# TASK BRIEF
Search the material for the string "repository", then return every line where it is found.

# PROVIDED ENTRIES
────────────────────
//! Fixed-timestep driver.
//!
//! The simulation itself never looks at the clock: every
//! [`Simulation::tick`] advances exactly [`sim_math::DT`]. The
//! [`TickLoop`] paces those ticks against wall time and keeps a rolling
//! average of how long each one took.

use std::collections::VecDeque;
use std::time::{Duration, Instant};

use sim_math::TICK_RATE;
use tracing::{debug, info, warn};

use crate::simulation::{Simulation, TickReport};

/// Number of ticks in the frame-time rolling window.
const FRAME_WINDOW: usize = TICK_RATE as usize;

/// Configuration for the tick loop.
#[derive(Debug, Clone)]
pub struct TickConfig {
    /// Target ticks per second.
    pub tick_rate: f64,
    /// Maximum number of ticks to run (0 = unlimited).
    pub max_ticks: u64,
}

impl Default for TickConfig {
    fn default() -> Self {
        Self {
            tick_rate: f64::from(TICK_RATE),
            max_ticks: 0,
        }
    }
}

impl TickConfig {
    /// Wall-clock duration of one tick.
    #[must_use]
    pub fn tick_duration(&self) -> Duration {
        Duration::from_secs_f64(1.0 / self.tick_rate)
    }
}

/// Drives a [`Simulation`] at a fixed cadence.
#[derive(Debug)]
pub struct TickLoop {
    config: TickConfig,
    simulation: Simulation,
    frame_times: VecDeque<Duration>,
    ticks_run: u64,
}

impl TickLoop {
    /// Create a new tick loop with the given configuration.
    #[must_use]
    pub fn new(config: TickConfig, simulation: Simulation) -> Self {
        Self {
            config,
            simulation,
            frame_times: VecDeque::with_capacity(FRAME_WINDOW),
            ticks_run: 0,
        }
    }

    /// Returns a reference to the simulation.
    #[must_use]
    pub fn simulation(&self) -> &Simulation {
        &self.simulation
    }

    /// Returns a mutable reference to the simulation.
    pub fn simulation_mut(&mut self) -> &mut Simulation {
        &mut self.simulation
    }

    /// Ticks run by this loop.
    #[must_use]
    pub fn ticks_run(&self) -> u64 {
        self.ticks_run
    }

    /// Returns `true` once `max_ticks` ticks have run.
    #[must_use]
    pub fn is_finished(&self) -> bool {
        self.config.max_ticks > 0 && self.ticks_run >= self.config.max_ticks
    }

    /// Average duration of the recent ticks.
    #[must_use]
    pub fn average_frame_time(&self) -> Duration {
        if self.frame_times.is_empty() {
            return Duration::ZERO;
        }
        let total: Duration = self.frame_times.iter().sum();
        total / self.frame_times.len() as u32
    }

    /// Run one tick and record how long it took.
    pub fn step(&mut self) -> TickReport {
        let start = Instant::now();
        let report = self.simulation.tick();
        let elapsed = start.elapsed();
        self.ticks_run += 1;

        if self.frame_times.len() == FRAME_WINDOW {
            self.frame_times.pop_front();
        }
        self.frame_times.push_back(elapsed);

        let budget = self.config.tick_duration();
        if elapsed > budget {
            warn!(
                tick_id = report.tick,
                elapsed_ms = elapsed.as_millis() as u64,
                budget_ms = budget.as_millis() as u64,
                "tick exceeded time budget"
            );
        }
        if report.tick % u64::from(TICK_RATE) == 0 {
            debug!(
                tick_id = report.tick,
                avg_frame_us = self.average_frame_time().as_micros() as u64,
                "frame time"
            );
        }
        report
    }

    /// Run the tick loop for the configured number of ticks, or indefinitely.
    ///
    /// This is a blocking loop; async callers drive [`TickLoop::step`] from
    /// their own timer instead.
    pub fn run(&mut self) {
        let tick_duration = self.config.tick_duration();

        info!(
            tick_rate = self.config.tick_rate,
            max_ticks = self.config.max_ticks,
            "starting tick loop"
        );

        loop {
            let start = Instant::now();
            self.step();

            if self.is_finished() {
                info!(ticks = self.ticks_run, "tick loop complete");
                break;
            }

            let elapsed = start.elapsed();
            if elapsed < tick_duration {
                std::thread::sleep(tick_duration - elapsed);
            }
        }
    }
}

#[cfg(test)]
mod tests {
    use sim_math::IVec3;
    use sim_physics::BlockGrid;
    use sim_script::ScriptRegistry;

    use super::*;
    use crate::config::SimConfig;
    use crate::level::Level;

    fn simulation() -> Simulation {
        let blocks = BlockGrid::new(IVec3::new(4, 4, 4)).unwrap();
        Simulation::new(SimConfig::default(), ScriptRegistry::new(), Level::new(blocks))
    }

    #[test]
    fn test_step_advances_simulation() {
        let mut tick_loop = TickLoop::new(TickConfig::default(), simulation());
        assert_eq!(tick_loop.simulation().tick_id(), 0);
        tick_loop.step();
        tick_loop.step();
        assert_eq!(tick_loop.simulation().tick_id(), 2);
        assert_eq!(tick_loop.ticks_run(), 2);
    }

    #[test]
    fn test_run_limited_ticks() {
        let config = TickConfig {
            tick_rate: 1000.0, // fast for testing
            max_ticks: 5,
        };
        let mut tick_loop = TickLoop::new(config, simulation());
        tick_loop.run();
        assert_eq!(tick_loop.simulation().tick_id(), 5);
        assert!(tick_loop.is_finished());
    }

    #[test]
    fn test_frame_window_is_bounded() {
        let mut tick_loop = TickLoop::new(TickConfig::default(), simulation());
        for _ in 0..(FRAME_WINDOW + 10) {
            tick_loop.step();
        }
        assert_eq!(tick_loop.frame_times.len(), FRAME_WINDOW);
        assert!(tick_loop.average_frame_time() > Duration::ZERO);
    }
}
────────────────────
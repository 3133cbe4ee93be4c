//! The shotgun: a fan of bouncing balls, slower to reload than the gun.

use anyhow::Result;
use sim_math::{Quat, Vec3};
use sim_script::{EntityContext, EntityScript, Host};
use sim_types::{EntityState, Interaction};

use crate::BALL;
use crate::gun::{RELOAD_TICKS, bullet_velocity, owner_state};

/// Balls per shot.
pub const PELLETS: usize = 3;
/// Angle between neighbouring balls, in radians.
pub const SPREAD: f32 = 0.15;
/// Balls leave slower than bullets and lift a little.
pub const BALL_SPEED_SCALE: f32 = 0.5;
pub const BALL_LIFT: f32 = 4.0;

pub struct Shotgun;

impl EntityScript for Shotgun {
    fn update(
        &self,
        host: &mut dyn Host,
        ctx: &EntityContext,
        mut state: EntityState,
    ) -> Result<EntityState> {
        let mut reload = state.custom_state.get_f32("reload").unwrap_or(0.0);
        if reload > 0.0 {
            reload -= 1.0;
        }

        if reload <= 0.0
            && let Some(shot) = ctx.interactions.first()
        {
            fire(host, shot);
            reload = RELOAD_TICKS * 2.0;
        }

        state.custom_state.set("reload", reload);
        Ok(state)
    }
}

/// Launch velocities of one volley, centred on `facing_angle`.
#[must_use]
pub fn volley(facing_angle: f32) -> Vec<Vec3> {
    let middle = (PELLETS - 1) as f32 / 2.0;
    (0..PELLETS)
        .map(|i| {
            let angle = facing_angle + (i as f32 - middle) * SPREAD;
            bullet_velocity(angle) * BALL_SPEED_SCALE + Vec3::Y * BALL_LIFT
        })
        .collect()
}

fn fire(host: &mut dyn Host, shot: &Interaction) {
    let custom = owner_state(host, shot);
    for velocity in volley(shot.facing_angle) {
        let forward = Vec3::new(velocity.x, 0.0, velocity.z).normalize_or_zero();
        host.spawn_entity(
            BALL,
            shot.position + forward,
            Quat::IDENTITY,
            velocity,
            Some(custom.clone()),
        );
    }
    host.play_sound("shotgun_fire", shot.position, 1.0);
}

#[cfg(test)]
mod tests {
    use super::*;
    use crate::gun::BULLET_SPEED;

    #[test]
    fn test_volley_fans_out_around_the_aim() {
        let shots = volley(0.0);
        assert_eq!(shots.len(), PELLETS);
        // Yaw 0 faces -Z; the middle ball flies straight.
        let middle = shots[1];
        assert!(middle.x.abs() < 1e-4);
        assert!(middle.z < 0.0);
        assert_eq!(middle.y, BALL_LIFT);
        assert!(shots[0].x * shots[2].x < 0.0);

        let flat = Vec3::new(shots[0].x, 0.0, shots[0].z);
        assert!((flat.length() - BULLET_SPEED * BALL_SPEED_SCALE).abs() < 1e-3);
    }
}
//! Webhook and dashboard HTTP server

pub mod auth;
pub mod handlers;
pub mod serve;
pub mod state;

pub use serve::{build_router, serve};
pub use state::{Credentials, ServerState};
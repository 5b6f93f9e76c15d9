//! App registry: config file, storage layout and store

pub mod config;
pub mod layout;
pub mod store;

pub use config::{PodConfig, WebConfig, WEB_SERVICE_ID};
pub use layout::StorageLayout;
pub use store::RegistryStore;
────────────────────
# OUTPUT FOR THIS EXERCISE
repository 3133cbe4ee93be4c
repository 5b6f93f9e76c15d9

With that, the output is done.